Manierierter Stellungskrieg
An anderen Stellen geht die Gemeinschaft in ihren Profilierungsneurosen auf: Ihre Einstellung zu Bordeaux, Burgunder, Austern oder der Unterschied zwischen kulinarischen Katastrophen und kulinarischem Scheitern werden feilgeboten. Alex Rieners Theatergruppe "dielaemmer" hat die Hierarchie des sozialen Gefüges als hauptsächlich statischen, manierierten Stellungskrieg für die Sommerbühne des Wiener Schauspielhauses umgesetzt. Die Tanzsequenz zu Wolfgang Fritschs (von den Sofa Surfers) Electro-Ambient Sounds, mit der eine totale Abhängigkeit von dem durchgeknallten Anstifter gezeigt wird, ist allerdings erfrischend.

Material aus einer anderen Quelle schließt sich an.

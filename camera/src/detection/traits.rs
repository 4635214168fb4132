//! Detector traits
//!
//! Every detector answers one question, "is it there?", and may not block
//! indefinitely while doing so. Hand detectors also report where.

use std::fmt;

/// Base contract for all detectors
///
/// Detectors are shared with the detection thread, so they must be
/// `Send + Sync` and take `&self`.
pub trait Detector: Send + Sync {
    /// Runs one detection pass and reports whether the target was seen
    fn detect(&self) -> bool;

    /// Human-readable name used in log lines
    fn name(&self) -> &str;
}

/// Detects a human body in the frame
pub trait BodyDetector: Detector {}

/// Detects movement between frames
pub trait MotionDetector: Detector {}

/// Detects a hand and reports its position
///
/// Coordinates are meaningful after at least one successful `detect()`.
pub trait HandDetector: Detector {
    fn coordinates_x(&self) -> f32;

    fn coordinates_y(&self) -> f32;

    /// Both coordinates as one snapshot
    fn coordinates(&self) -> HandCoordinates {
        HandCoordinates::new(self.coordinates_x(), self.coordinates_y())
    }
}

/// Position of a detected hand
#[derive(Debug, Clone, Copy, PartialEq)]
pub struct HandCoordinates {
    pub x: f32,
    pub y: f32,
}

impl HandCoordinates {
    pub fn new(x: f32, y: f32) -> Self {
        Self { x, y }
    }
}

impl fmt::Display for HandCoordinates {
    fn fmt(&self, f: &mut fmt::Formatter<'_>) -> fmt::Result {
        write!(f, "({}, {})", self.x, self.y)
    }
}
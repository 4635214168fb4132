//! Logger setup errors.

use std::fmt;
use std::io;

pub type Result<T> = std::result::Result<T, LoggingError>;

/// Why a logger could not be built or configured
#[derive(Debug)]
pub enum LoggingError {
    /// Opening the log file failed
    Io(io::Error),
    /// Level name not recognised
    UnknownLevel(String),
    /// Spawning the file writer thread failed
    Writer(String),
}

impl fmt::Display for LoggingError {
    fn fmt(&self, f: &mut fmt::Formatter<'_>) -> fmt::Result {
        match self {
            LoggingError::Io(err) => write!(f, "Cannot open log file: {}", err),
            LoggingError::UnknownLevel(name) => write!(f, "Unknown log level: '{}'", name),
            LoggingError::Writer(msg) => write!(f, "Log writer error: {}", msg),
        }
    }
}

impl std::error::Error for LoggingError {
    fn source(&self) -> Option<&(dyn std::error::Error + 'static)> {
        match self {
            LoggingError::Io(err) => Some(err),
            _ => None,
        }
    }
}

impl From<io::Error> for LoggingError {
    fn from(err: io::Error) -> Self {
        LoggingError::Io(err)
    }
}
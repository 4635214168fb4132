//! Physical device start-up
//!
//! [`DeviceActivation`] guards the "power on" side effect so that, however
//! many sessions are built, the device is successfully switched on at most
//! once. The side effect itself is a [`DeviceDriver`].

pub mod activation;
pub mod driver;

pub use activation::DeviceActivation;
pub use driver::{DeviceDriver, FaultInjectingDriver, SimulatedDriver, driver_for};
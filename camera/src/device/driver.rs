//! Device drivers
//!
//! No real camera I/O happens in this crate. The fault-injecting driver
//! reproduces the reference device, which refuses to start every time.

use std::sync::Arc;

/// Message reported by [`FaultInjectingDriver`]
pub const FAULT_MESSAGE: &str = "Some error occurred.";

/// Switches the physical device on
pub trait DeviceDriver: Send + Sync {
    /// Performs the power-on side effect, returning a reason on failure
    fn power_on(&self) -> Result<(), String>;

    fn name(&self) -> &str;
}

/// Driver whose power-on always fails
#[derive(Debug, Default, Clone, Copy)]
pub struct FaultInjectingDriver;

impl DeviceDriver for FaultInjectingDriver {
    fn power_on(&self) -> Result<(), String> {
        Err(FAULT_MESSAGE.to_string())
    }

    fn name(&self) -> &str {
        "fault-injecting"
    }
}

/// Driver whose power-on always succeeds
#[derive(Debug, Default, Clone, Copy)]
pub struct SimulatedDriver;

impl DeviceDriver for SimulatedDriver {
    fn power_on(&self) -> Result<(), String> {
        Ok(())
    }

    fn name(&self) -> &str {
        "simulated"
    }
}

/// Picks the driver matching the `device.fault_injection` setting
pub fn driver_for(fault_injection: bool) -> Arc<dyn DeviceDriver> {
    if fault_injection {
        Arc::new(FaultInjectingDriver)
    } else {
        Arc::new(SimulatedDriver)
    }
}

#[cfg(test)]
mod tests {
    use super::*;

    #[test]
    fn test_fault_injecting_driver_always_fails() {
        let driver = FaultInjectingDriver;
        assert_eq!(driver.power_on(), Err(FAULT_MESSAGE.to_string()));
        assert_eq!(driver.power_on(), Err(FAULT_MESSAGE.to_string()));
    }

    #[test]
    fn test_driver_for_setting() {
        assert_eq!(driver_for(true).name(), "fault-injecting");
        assert_eq!(driver_for(false).name(), "simulated");
        assert!(driver_for(false).power_on().is_ok());
    }
}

"Schweigen ist Silber, Kochen ist Gold", meint Niederhuber spitz in die aufgekratzte Tischrunde und verfehlt damit natürlich weit den Rahmen, den ihre Gesellschaft einnehmen wird. Das ist grundsätzlich recht lustig. In der Wiederholung hat aber der Konflikt zwischen Profilierungsneurotikern und ihrem düstren, dunklen Endziel als Mördermaschinen, seine Aktualität bereits überdauert. Es bleibt damit eine zeitlich entrückte, überhysterische Soziografie eines Fin-de-Siècle-Gemeinschaftsbunds.

Ein ganz ausgefallenes Abendessen
nach Fernando Pessoa
Regie: Alex Riener, Ausstattung: Birgit Knoechl, Musik: Wolfgang Frisch (Sofa Surfers).
Mit: Susanna Hohlrieder, Anna Morawetz, Karola Niederhuber, Stefanie Philipps, Eva Pröglhöf, Flo Staffelmayr, Florian Tröbinger.